*** DATA UNDER STUDY ***

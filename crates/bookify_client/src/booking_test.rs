#[cfg(test)]
mod tests {
    use crate::booking::session_cookie;

    #[test]
    fn session_cookie_matches_api_expectation() {
        assert_eq!(session_cookie("abc123"), "token=abc123");
    }
}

*** End of DATA UNDER STUDY ***

(WHAT TO DO):
Transcribe the material above in full, keeping every word.

(OUTPUT OF THE TASK):
filename crates/bookify_client/src/booking_test.rs
#[cfg(test)]
mod tests {
    use crate::booking::session_cookie;

    #[test]
    fn session_cookie_matches_api_expectation() {
        assert_eq!(session_cookie("abc123"), "token=abc123");
    }
}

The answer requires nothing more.